Menon K P, Neufeld E F
Department of Biological Chemistry, UCLA School of Medicine 90024-1737.
Cell Mol Biol (Noisy-le-grand). 1994 Nov;40(7):999-1005.
Mutations in the gene encoding alpha-L-iduronidase (IDUA) are the cause of Hurler syndrome. Fibroblasts from patients homozygous for nonsense IDUA alleles have much reduced mRNA detectable by Northern analysis, as has been observed in many other instances of premature translation termination. Yet RT-PCR (reverse transcription followed by PCR amplification) showed a normal level of a segment covering exons 1 and 2 in Hurler cells homozygous for alleles bearing the nonsense mutations, Q70X or W402X. The 3' end of the segment was between exons 2 and 4. The results indicate that the nonsense RNA was degraded to fragment(s), independent of the position of the mutation (exon 2 or exon 9, respectively). Treatment of the cells with cycloheximide resulted in some increase of intact mRNA, suggesting that translation is required for mRNA degradation.
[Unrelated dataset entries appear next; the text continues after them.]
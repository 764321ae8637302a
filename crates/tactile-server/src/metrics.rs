//! Metric names recorded by the transports.
//!
//! Recorded through the `metrics` facade; without an installed recorder they
//! are no-ops.

/// Malformed messages dropped (counter, labels: transport, reason).
pub const TRANSPORT_DECODE_ERRORS_TOTAL: &str = "transport_decode_errors_total";
/// Events decoded and handed to the sink (counter, labels: transport).
pub const EVENTS_RECEIVED_TOTAL: &str = "events_received_total";
/// WebSocket connections accepted (counter).
pub const WS_CONNECTIONS_TOTAL: &str = "ws_connections_total";
/// WebSocket connections refused over the limit (counter).
pub const WS_CONNECTIONS_REJECTED_TOTAL: &str = "ws_connections_rejected_total";
/// Active WebSocket connections (gauge).
pub const WS_CONNECTIONS_ACTIVE: &str = "ws_connections_active";

#[cfg(test)]
mod tests {
    use super::*;

    #[test]
    fn names_are_snake_case() {
        for name in [
            TRANSPORT_DECODE_ERRORS_TOTAL,
            EVENTS_RECEIVED_TOTAL,
            WS_CONNECTIONS_TOTAL,
            WS_CONNECTIONS_REJECTED_TOTAL,
            WS_CONNECTIONS_ACTIVE,
        ] {
            assert!(name.chars().all(|c| c.is_ascii_lowercase() || c == '_'), "{name}");
        }
    }
}
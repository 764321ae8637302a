//! Test transports shared by the integration tests.

#![allow(dead_code)]

use std::net::SocketAddr;
use std::sync::Arc;
use std::time::Duration;

use async_trait::async_trait;
use parking_lot::Mutex;
use tactile_bridge::TransportFactory;
use tactile_core::{TransportKind, TransportState};
use tactile_server::{EventSink, Lifecycle, StatusObserver, TransportError, TransportServer};
use tactile_settings::TransportSettings;

/// Ordered record of what fake transports did.
#[derive(Clone, Default)]
pub struct Journal(Arc<Mutex<Vec<String>>>);

impl Journal {
    pub fn push(&self, entry: String) {
        self.0.lock().push(entry);
    }

    pub fn entries(&self) -> Vec<String> {
        self.0.lock().clone()
    }
}

/// Transport whose listener takes `release` to let go after cancellation.
pub struct SlowTransport {
    id: usize,
    release: Duration,
    journal: Journal,
    lifecycle: Lifecycle,
}

#[async_trait]
impl TransportServer for SlowTransport {
    fn kind(&self) -> TransportKind {
        self.lifecycle.kind()
    }

    fn state(&self) -> TransportState {
        self.lifecycle.state()
    }

    fn local_addr(&self) -> Option<SocketAddr> {
        self.lifecycle.local_addr()
    }

    fn decode_errors(&self) -> u64 {
        self.lifecycle.decode_errors()
    }

    fn on_event(&self, sink: Arc<dyn EventSink>) {
        self.lifecycle.set_sink(sink);
    }

    fn on_status_change(&self, observer: StatusObserver) {
        self.lifecycle.add_observer(observer);
    }

    async fn start(&self) -> Result<SocketAddr, TransportError> {
        let _token = self.lifecycle.begin_start()?;
        self.journal.push(format!("start {}", self.id));
        let addr: SocketAddr = ([127, 0, 0, 1], 40_000).into();
        let id = self.id;
        let release = self.release;
        let journal = self.journal.clone();
        self.lifecycle.activate(addr, move |token| {
            tokio::spawn(async move {
                token.cancelled().await;
                tokio::time::sleep(release).await;
                journal.push(format!("released {id}"));
            })
        })
    }

    async fn shutdown(&self) {
        self.lifecycle.shutdown().await;
    }
}

/// Hands out numbered `SlowTransport`s sharing one journal.
pub struct SlowFactory {
    release: Duration,
    pub journal: Journal,
    created: Mutex<usize>,
}

impl SlowFactory {
    pub fn new(release: Duration) -> Self {
        Self {
            release,
            journal: Journal::default(),
            created: Mutex::new(0),
        }
    }
}

impl TransportFactory for SlowFactory {
    fn create(&self, settings: &TransportSettings) -> Arc<dyn TransportServer> {
        let mut created = self.created.lock();
        *created += 1;
        Arc::new(SlowTransport {
            id: *created,
            release: self.release,
            journal: self.journal.clone(),
            lifecycle: Lifecycle::new(settings.kind),
        })
    }
}
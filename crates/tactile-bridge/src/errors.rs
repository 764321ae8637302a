//! Supervisor errors.

use std::time::Duration;

use tactile_server::TransportError;
use thiserror::Error;

/// Errors from starting, restarting or stopping the active transport.
#[derive(Debug, Error)]
pub enum SupervisorError {
    /// `start` was requested while a transport is running.
    #[error("a transport is already running")]
    AlreadyRunning,

    /// The transport failed to start (typically a bind error).
    #[error(transparent)]
    Transport(#[from] TransportError),

    /// The previous transport did not reach `Stopped` in time.
    #[error("transport did not stop within {0:?}")]
    ShutdownTimedOut(Duration),
}

impl SupervisorError {
    /// Whether this wraps a bind failure.
    pub fn is_bind(&self) -> bool {
        matches!(self, Self::Transport(e) if e.is_bind())
    }
}

#[cfg(test)]
mod tests {
    use super::*;

    #[test]
    fn bind_errors_pass_through() {
        let err: SupervisorError = TransportError::Bind {
            addr: "127.0.0.1:9001".into(),
            source: std::io::Error::new(std::io::ErrorKind::AddrInUse, "in use"),
        }
        .into();
        assert!(err.is_bind());
        assert_eq!(err.to_string(), "failed to bind 127.0.0.1:9001: in use");
    }

    #[test]
    fn display() {
        assert_eq!(
            SupervisorError::AlreadyRunning.to_string(),
            "a transport is already running"
        );
        assert!(!SupervisorError::AlreadyRunning.is_bind());
        assert_eq!(
            SupervisorError::ShutdownTimedOut(Duration::from_secs(5)).to_string(),
            "transport did not stop within 5s"
        );
    }
}
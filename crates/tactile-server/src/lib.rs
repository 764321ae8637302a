//! # tactile-server
//!
//! Network transports that feed the bridge.
//!
//! Two interchangeable [`TransportServer`] variants normalize their wire
//! messages into [`InboundEvent`](tactile_core::InboundEvent)s and hand them
//! to a registered [`EventSink`]:
//!
//! - [`OscReceiver`]: connectionless, one OSC packet per UDP datagram
//! - [`WebSocketServer`]: many concurrent clients sending JSON, plain text or
//!   binary OSC frames
//!
//! Both share one [`Lifecycle`] state machine, so `start`/`shutdown` behave
//! the same regardless of variant: `shutdown` is idempotent, callable during
//! `start`, and returns only once every socket is released.

#![deny(unsafe_code)]

pub mod config;
pub mod errors;
pub mod frames;
pub mod lifecycle;
pub mod metrics;
pub mod osc;
pub mod sink;
pub mod transport;
pub mod udp;
pub mod websocket;

pub use config::{ReceiverConfig, WebSocketConfig};
pub use errors::{DecodeError, TransportError};
pub use lifecycle::Lifecycle;
pub use sink::{ChannelSink, EventSink};
pub use transport::{StatusObserver, TransportServer};
pub use udp::OscReceiver;
pub use websocket::WebSocketServer;
//! Construction of transport instances from settings.

use std::sync::Arc;

use tactile_core::TransportKind;
use tactile_server::{OscReceiver, ReceiverConfig, TransportServer, WebSocketConfig, WebSocketServer};
use tactile_settings::TransportSettings;

/// Builds a fresh, stopped transport for the configured variant.
pub trait TransportFactory: Send + Sync {
    /// Create an instance; it is not started.
    fn create(&self, settings: &TransportSettings) -> Arc<dyn TransportServer>;
}

/// Factory producing the real OSC and WebSocket servers.
#[derive(Clone, Copy, Debug, Default)]
pub struct DefaultTransportFactory;

impl TransportFactory for DefaultTransportFactory {
    fn create(&self, settings: &TransportSettings) -> Arc<dyn TransportServer> {
        match settings.kind {
            TransportKind::Osc => Arc::new(OscReceiver::new(receiver_config(settings))),
            TransportKind::WebSocket => Arc::new(WebSocketServer::new(websocket_config(settings))),
        }
    }
}

/// Receiver config for the OSC variant.
pub fn receiver_config(settings: &TransportSettings) -> ReceiverConfig {
    ReceiverConfig::new(settings.osc.bind_addr())
}

/// Server config for the WebSocket variant.
pub fn websocket_config(settings: &TransportSettings) -> WebSocketConfig {
    WebSocketConfig::new(settings.websocket.bind_addr())
        .with_max_connections(settings.websocket.max_connections)
        .with_max_message_size(settings.websocket.max_message_size)
}

#[cfg(test)]
mod tests {
    use tactile_core::TransportState;
    use tactile_settings::EndpointSettings;

    use super::*;

    #[test]
    fn creates_configured_variant() {
        let mut settings = TransportSettings::default();
        let osc = DefaultTransportFactory.create(&settings);
        assert_eq!(osc.kind(), TransportKind::Osc);
        assert_eq!(osc.state(), TransportState::Stopped);

        settings.kind = TransportKind::WebSocket;
        let ws = DefaultTransportFactory.create(&settings);
        assert_eq!(ws.kind(), TransportKind::WebSocket);
        assert!(ws.local_addr().is_none());
    }

    #[test]
    fn configs_follow_settings() {
        let mut settings = TransportSettings::default();
        settings.osc = EndpointSettings::new("0.0.0.0", 9100);
        settings.websocket.port = 9200;
        settings.websocket.max_connections = 2;
        settings.websocket.max_message_size = 1024;

        assert_eq!(receiver_config(&settings).bind_addr, "0.0.0.0:9100");
        let ws = websocket_config(&settings);
        assert_eq!(ws.bind_addr, "127.0.0.1:9200");
        assert_eq!(ws.max_connections, 2);
        assert_eq!(ws.max_message_size, 1024);
    }
}
//! Transport and dispatch settings.

use std::time::Duration;

use serde::{Deserialize, Serialize};
use tactile_core::TransportKind;

/// Default grace interval between stopping and re-starting a transport.
pub const DEFAULT_RESTART_GRACE_MS: u64 = 500;
/// Upper bound accepted for the restart grace interval.
pub const MAX_RESTART_GRACE_MS: u64 = 10_000;
/// Default bound on waiting for a transport to stop.
pub const DEFAULT_SHUTDOWN_TIMEOUT_MS: u64 = 5_000;
/// Default per-call device timeout.
pub const DEFAULT_DEVICE_TIMEOUT_MS: u64 = 250;
/// Default maximum WebSocket message size in bytes.
pub const DEFAULT_MAX_MESSAGE_SIZE: usize = 64 * 1024;

/// Transport selection and bind parameters.
#[derive(Clone, Debug, PartialEq, Eq, Serialize, Deserialize)]
#[serde(rename_all = "camelCase", default)]
pub struct TransportSettings {
    /// Which variant the supervisor starts.
    pub kind: TransportKind,
    /// OSC/UDP receiver endpoint.
    pub osc: EndpointSettings,
    /// WebSocket server endpoint and limits.
    pub websocket: WebSocketSettings,
    /// Wait between stopping an old transport and starting its replacement.
    pub restart_grace_ms: u64,
    /// Bound on waiting for a transport to reach `Stopped`.
    pub shutdown_timeout_ms: u64,
}

impl Default for TransportSettings {
    fn default() -> Self {
        Self {
            kind: TransportKind::Osc,
            osc: EndpointSettings::new("127.0.0.1", 9001),
            websocket: WebSocketSettings::default(),
            restart_grace_ms: DEFAULT_RESTART_GRACE_MS,
            shutdown_timeout_ms: DEFAULT_SHUTDOWN_TIMEOUT_MS,
        }
    }
}

impl TransportSettings {
    /// Grace interval as a [`Duration`].
    pub fn restart_grace(&self) -> Duration {
        Duration::from_millis(self.restart_grace_ms)
    }

    /// Shutdown timeout as a [`Duration`].
    pub fn shutdown_timeout(&self) -> Duration {
        Duration::from_millis(self.shutdown_timeout_ms)
    }

    /// `host:port` of the endpoint used by the selected variant.
    pub fn bind_addr(&self) -> String {
        match self.kind {
            TransportKind::Osc => self.osc.bind_addr(),
            TransportKind::WebSocket => self.websocket.bind_addr(),
        }
    }
}

/// A host/port pair.
#[derive(Clone, Debug, PartialEq, Eq, Serialize, Deserialize)]
#[serde(rename_all = "camelCase", default)]
pub struct EndpointSettings {
    /// Bind host (IP literal or resolvable name).
    pub host: String,
    /// Bind port; `0` picks an ephemeral port.
    pub port: u16,
}

impl EndpointSettings {
    /// Create an endpoint.
    pub fn new(host: impl Into<String>, port: u16) -> Self {
        Self {
            host: host.into(),
            port,
        }
    }

    /// `host:port` string accepted by the socket constructors.
    pub fn bind_addr(&self) -> String {
        format!("{}:{}", self.host, self.port)
    }
}

impl Default for EndpointSettings {
    fn default() -> Self {
        Self::new("127.0.0.1", 9001)
    }
}

/// WebSocket server settings.
#[derive(Clone, Debug, PartialEq, Eq, Serialize, Deserialize)]
#[serde(rename_all = "camelCase", default)]
pub struct WebSocketSettings {
    /// Bind host.
    pub host: String,
    /// Bind port.
    pub port: u16,
    /// Concurrent clients accepted; further connections are refused.
    pub max_connections: usize,
    /// Largest accepted message in bytes.
    pub max_message_size: usize,
}

impl Default for WebSocketSettings {
    fn default() -> Self {
        Self {
            host: "127.0.0.1".to_string(),
            port: 8765,
            max_connections: 8,
            max_message_size: DEFAULT_MAX_MESSAGE_SIZE,
        }
    }
}

impl WebSocketSettings {
    /// `host:port` string accepted by the socket constructors.
    pub fn bind_addr(&self) -> String {
        format!("{}:{}", self.host, self.port)
    }
}

/// Dispatch tuning.
#[derive(Clone, Debug, PartialEq, Eq, Serialize, Deserialize)]
#[serde(rename_all = "camelCase", default)]
pub struct DispatchSettings {
    /// Bound on each device call made while dispatching.
    pub device_timeout_ms: u64,
}

impl Default for DispatchSettings {
    fn default() -> Self {
        Self {
            device_timeout_ms: DEFAULT_DEVICE_TIMEOUT_MS,
        }
    }
}

impl DispatchSettings {
    /// Device timeout as a [`Duration`].
    pub fn device_timeout(&self) -> Duration {
        Duration::from_millis(self.device_timeout_ms)
    }
}
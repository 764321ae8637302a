//! Logging settings.

use serde::{Deserialize, Serialize};

/// Log level.
#[derive(Clone, Copy, Debug, Default, PartialEq, Eq, Serialize, Deserialize)]
#[serde(rename_all = "lowercase")]
pub enum LogLevel {
    /// Trace-level (most verbose).
    Trace,
    /// Debug-level.
    Debug,
    /// Info-level (default).
    #[default]
    Info,
    /// Warning-level.
    Warn,
    /// Error-level.
    Error,
}

impl LogLevel {
    /// Convert to a tracing filter string.
    pub fn as_filter_str(self) -> &'static str {
        match self {
            Self::Trace => "trace",
            Self::Debug => "debug",
            Self::Info => "info",
            Self::Warn => "warn",
            Self::Error => "error",
        }
    }

    /// Parse a case-insensitive level name.
    pub fn parse(value: &str) -> Option<Self> {
        match value.trim().to_lowercase().as_str() {
            "trace" => Some(Self::Trace),
            "debug" => Some(Self::Debug),
            "info" => Some(Self::Info),
            "warn" | "warning" => Some(Self::Warn),
            "error" => Some(Self::Error),
            _ => None,
        }
    }
}

/// Logging configuration.
#[derive(Clone, Debug, Default, PartialEq, Eq, Serialize, Deserialize)]
#[serde(rename_all = "camelCase", default)]
pub struct LoggingSettings {
    /// Minimum level written to stderr.
    pub level: LogLevel,
    /// Emit JSON lines instead of compact text.
    pub json: bool,
}
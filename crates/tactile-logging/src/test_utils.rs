//! Capturing tracing events for assertions in tests.
//!
//! [`capture_logs`] installs a thread-local subscriber, so tests running in
//! parallel do not see each other's events. Use it with
//! `#[tokio::test]` (current-thread runtime) so spawned work is captured too.

use std::sync::Arc;

use parking_lot::Mutex;
use tracing::level_filters::LevelFilter;
use tracing::{Event, Level, Subscriber};
use tracing_subscriber::Layer;
use tracing_subscriber::layer::{Context, SubscriberExt};
use tracing_subscriber::registry::LookupSpan;
use tracing_subscriber::util::SubscriberInitExt;

/// A captured tracing event.
#[derive(Clone, Debug)]
pub struct CapturedEvent {
    /// The log level.
    pub level: Level,
    /// The target module.
    pub target: String,
    /// The formatted message.
    pub message: String,
    /// Field key-value pairs.
    pub fields: Vec<(String, String)>,
}

impl CapturedEvent {
    /// Value of a recorded field, if present.
    pub fn field(&self, name: &str) -> Option<&str> {
        self.fields
            .iter()
            .find(|(key, _)| key == name)
            .map(|(_, value)| value.as_str())
    }
}

/// Thread-safe store for captured events.
#[derive(Clone, Default)]
pub struct CapturedLogs {
    events: Arc<Mutex<Vec<CapturedEvent>>>,
}

impl CapturedLogs {
    /// All captured events.
    pub fn events(&self) -> Vec<CapturedEvent> {
        self.events.lock().clone()
    }

    /// Whether any event contains the given message substring.
    pub fn has_message(&self, message_contains: &str) -> bool {
        self.events
            .lock()
            .iter()
            .any(|e| e.message.contains(message_contains))
    }

    /// Whether any event at `level` contains the message substring.
    pub fn has_event(&self, level: Level, message_contains: &str) -> bool {
        self.events
            .lock()
            .iter()
            .any(|e| e.level == level && e.message.contains(message_contains))
    }

    /// Events at `level` whose message contains the substring.
    pub fn matching(&self, level: Level, message_contains: &str) -> Vec<CapturedEvent> {
        self.events
            .lock()
            .iter()
            .filter(|e| e.level == level && e.message.contains(message_contains))
            .cloned()
            .collect()
    }

    /// Count events at a specific level.
    pub fn count_at_level(&self, level: Level) -> usize {
        self.events.lock().iter().filter(|e| e.level == level).count()
    }

    /// Clear all captured events.
    pub fn clear(&self) {
        self.events.lock().clear();
    }
}

struct CaptureLayer {
    logs: CapturedLogs,
}

struct FieldVisitor {
    message: String,
    fields: Vec<(String, String)>,
}

impl tracing::field::Visit for FieldVisitor {
    fn record_debug(&mut self, field: &tracing::field::Field, value: &dyn std::fmt::Debug) {
        let val = format!("{value:?}");
        if field.name() == "message" {
            self.message = val;
        } else {
            self.fields.push((field.name().to_owned(), val));
        }
    }

    fn record_str(&mut self, field: &tracing::field::Field, value: &str) {
        if field.name() == "message" {
            value.clone_into(&mut self.message);
        } else {
            self.fields.push((field.name().to_owned(), value.to_owned()));
        }
    }
}

impl<S> Layer<S> for CaptureLayer
where
    S: Subscriber + for<'a> LookupSpan<'a>,
{
    fn on_event(&self, event: &Event<'_>, _ctx: Context<'_, S>) {
        let metadata = event.metadata();
        let mut visitor = FieldVisitor {
            message: String::new(),
            fields: Vec::new(),
        };
        event.record(&mut visitor);

        self.logs.events.lock().push(CapturedEvent {
            level: *metadata.level(),
            target: metadata.target().to_owned(),
            message: visitor.message,
            fields: visitor.fields,
        });
    }
}

/// Install a thread-local subscriber that captures every event.
///
/// Returns `(CapturedLogs, DefaultGuard)`; keep the guard alive for the
/// duration of the test.
pub fn capture_logs() -> (CapturedLogs, tracing::subscriber::DefaultGuard) {
    let logs = CapturedLogs::default();
    let layer = CaptureLayer { logs: logs.clone() };

    let subscriber = tracing_subscriber::registry()
        .with(layer)
        .with(LevelFilter::TRACE);

    let guard = subscriber.set_default();
    (logs, guard)
}
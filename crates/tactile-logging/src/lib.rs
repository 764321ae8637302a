//! # tactile-logging
//!
//! Structured logging with `tracing`.
//!
//! - [`init_subscriber`]: human-readable compact output on stderr
//! - [`init_json_subscriber`]: one JSON object per line on stderr
//! - [`test_utils::capture_logs`]: in-memory capture for asserting on
//!   diagnostics in tests
//!
//! `RUST_LOG` always wins over the configured level.

#![deny(unsafe_code)]

pub mod test_utils;

pub use test_utils::{CapturedEvent, CapturedLogs, capture_logs};

use tracing_subscriber::EnvFilter;

fn env_filter(level: &str) -> EnvFilter {
    EnvFilter::try_from_default_env().unwrap_or_else(|_| EnvFilter::new(level))
}

/// Initialize the global tracing subscriber with stderr output.
///
/// Call once at application startup. Subsequent calls are no-ops.
///
/// # Arguments
///
/// * `level` - Minimum log level (or any `EnvFilter` directive string).
pub fn init_subscriber(level: &str) {
    let subscriber = tracing_subscriber::fmt()
        .with_env_filter(env_filter(level))
        .with_target(true)
        .with_writer(std::io::stderr)
        .compact();

    // try_init fails if a global subscriber is already set
    let _ = subscriber.try_init();
}

/// Initialize the global tracing subscriber with JSON lines on stderr.
///
/// Intended for running under a supervisor that collects structured logs.
/// Subsequent calls are no-ops.
pub fn init_json_subscriber(level: &str) {
    let subscriber = tracing_subscriber::fmt()
        .with_env_filter(env_filter(level))
        .with_target(true)
        .with_writer(std::io::stderr)
        .json();

    let _ = subscriber.try_init();
}
//! WebSocket transport: accept loop, per-client tasks and the connection
//! registry.

pub mod connection;
pub mod server;

pub use connection::{ClientConnection, ConnectionRegistry};
pub use server::WebSocketServer;
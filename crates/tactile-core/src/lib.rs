//! # tactile-core
//!
//! Foundation types shared by every tactile crate.
//!
//! - **Inbound events**: [`InboundEvent`], the normalized `(address, value)`
//!   pair every transport produces and the dispatcher consumes
//! - **Devices**: [`DeviceInfo`], the identity of an enumerated haptic device
//! - **Transports**: [`TransportKind`], [`TransportState`] and [`StatusChange`]
//! - **IDs**: [`ConnectionId`] for client connections

#![deny(unsafe_code)]

pub mod constants;
pub mod devices;
pub mod events;
pub mod ids;
pub mod transport;

pub use devices::DeviceInfo;
pub use events::{InboundEvent, clamp_intensity};
pub use ids::ConnectionId;
pub use transport::{StatusChange, TransportKind, TransportState};
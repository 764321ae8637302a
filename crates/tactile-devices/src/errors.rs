//! Device error types.

use thiserror::Error;

/// Errors from device operations.
#[derive(Debug, Error, Clone, PartialEq, Eq)]
pub enum DeviceError {
    /// The serial is not among the currently enumerated devices.
    #[error("device not found: {0}")]
    NotFound(String),

    /// The backend reports the device as unplugged.
    #[error("device disconnected: {0}")]
    Disconnected(String),

    /// The backend did not answer within the per-call timeout.
    #[error("device {serial} did not respond within {ms}ms")]
    Timeout {
        /// Device serial.
        serial: String,
        /// Timeout that elapsed.
        ms: u64,
    },

    /// Any other backend failure.
    #[error("backend error: {0}")]
    Backend(String),
}

impl DeviceError {
    /// Short category string for logs and metrics.
    pub fn category(&self) -> &'static str {
        match self {
            Self::NotFound(_) => "not_found",
            Self::Disconnected(_) => "disconnected",
            Self::Timeout { .. } => "timeout",
            Self::Backend(_) => "backend",
        }
    }
}
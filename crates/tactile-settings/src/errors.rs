//! Settings error types.

use thiserror::Error;

/// Errors that can occur when loading, saving or watching settings.
#[derive(Debug, Error)]
pub enum SettingsError {
    /// Failed to read or write the settings file.
    #[error("settings file I/O failed: {0}")]
    Io(#[from] std::io::Error),
    /// Failed to parse JSON in the settings file.
    #[error("failed to parse settings JSON: {0}")]
    Json(#[from] serde_json::Error),
    /// A settings value was invalid (e.g., out of range).
    #[error("invalid settings value: {0}")]
    InvalidValue(String),
    /// The file watcher could not be created or attached.
    #[error("settings watcher failed: {0}")]
    Watch(#[from] notify::Error),
}

/// Result type for settings operations.
pub type Result<T> = std::result::Result<T, SettingsError>;
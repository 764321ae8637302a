//! Identifier newtypes.
//!
//! IDs are UUID v7 (time-ordered) generated via [`uuid::Uuid::now_v7`], so
//! connection IDs sort by the time the client connected.

use std::fmt;

use serde::{Deserialize, Serialize};
use uuid::Uuid;

/// Unique identifier for a client connection to a connection-oriented transport.
#[derive(Clone, Debug, PartialEq, Eq, Hash, PartialOrd, Ord, Serialize, Deserialize)]
#[serde(transparent)]
pub struct ConnectionId(String);

impl ConnectionId {
    /// Create a new random ID (UUID v7, time-ordered).
    #[must_use]
    pub fn new() -> Self {
        Self(Uuid::now_v7().to_string())
    }

    /// Return the inner string as a slice.
    #[must_use]
    pub fn as_str(&self) -> &str {
        &self.0
    }
}

impl Default for ConnectionId {
    fn default() -> Self {
        Self::new()
    }
}

impl fmt::Display for ConnectionId {
    fn fmt(&self, f: &mut fmt::Formatter<'_>) -> fmt::Result {
        f.write_str(&self.0)
    }
}

impl From<&str> for ConnectionId {
    fn from(s: &str) -> Self {
        Self(s.to_owned())
    }
}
编码α-L-艾杜糖醛酸酶(IDUA)的基因突变是Hurler综合征的病因。对无义IDUA等位基因纯合的患者成纤维细胞,通过Northern分析可检测到的mRNA大幅减少,这在许多其他过早翻译终止的情况中也有观察到。然而,逆转录聚合酶链反应(RT-PCR,即逆转录后进行PCR扩增)显示,在对携带无义突变Q70X或W402X的等位基因纯合的Hurler细胞中,覆盖外显子1和2的片段水平正常。该片段的3'端位于外显子2和4之间。结果表明,无义RNA被降解为片段,与突变位置无关(分别在外显子2或外显子9)。用环己酰亚胺处理细胞导致完整mRNA有所增加,这表明mRNA降解需要翻译过程。